K Fold Cross Validation
Cross Validation is a technique which involves reserving a specific sample of a dataset on which we do not train the model which is used to evaluate machine learning models on a limited data sample. It is commonly used in Machine learning to compare and choose a model for given predictive modeling problem this method is easy to understand and implement. Generally, the results in skill estimates have a lower bias compared to other methods.
K Fold Cross Validation method ensures that each and every observation from the original dataset has a chance of appearing in training and test set. It is one of the best methods if we have very limited input data.
K Fold Cross Validation procedure has a single parameter called k which refers to the number of groups that a given data sample is to be split into. Hence, the procedure is called as K Fold Cross Validation. When a specific value for K is selected, it may be used in place of K in the reference of the model, such as K=10 becoming 10-fold cross validation.
The steps followed in K Fold Cross Validation are discussed below:
- Split the entire data into K Folds randomly. The value of K should not be too small or too high, generally, we choose the value between 5 to 10 depending on the size of the data.
- If the value of K is high, it leads to less biased model but large variance which may leads to Overfit. Whereas the lower value of K is similar to the train test split.

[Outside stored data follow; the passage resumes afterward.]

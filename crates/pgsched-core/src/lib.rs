//! `pgsched-core`: configuration and process-level errors shared by the
//! scheduler library and the `pgsched` daemon.

pub mod config;
pub mod error;

pub use config::PgschedConfig;
pub use error::{PgschedError, Result};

- For every K fold in our Dataset, build the model on K-1 folds and validate or check the model for effectiveness at Kth fold.
- Note the scores or errors on each of the predictions.
- Repeat this process until each of the K Folds has served as the test set.
- The average of K recorded errors is called as Cross Validation error which acts as performance metric of the model.
Finally, we test our model on this sample before finalizing it. Cross Validation is a statistical approach used to estimate the skill of models.
There are number of variations in the K Fold Cross Validation procedure. The three generally used variations are explained below
- Train/Test Split
To one extreme, value of K may be set to 2 not 1 such that a Single Train/Test split is created in order to evaluate the model.
LOOCV is called as Leave one out Cross Validation. To the another extreme, value of K may be set to the total number of observations in the dataset so that every observation is given a chance to be held out of the dataset.
The splitting of data into number of folds may be governed by criteria like ensuring that every fold has the same ratio of observations with a given categorical value like class outcome value. This procedure is called Stratified Cross Validation.
In this process, K fold cross validation procedure is iterated or repeated n number of times. The data sample is shuffled prior to each iteration which results in a different split of a sample.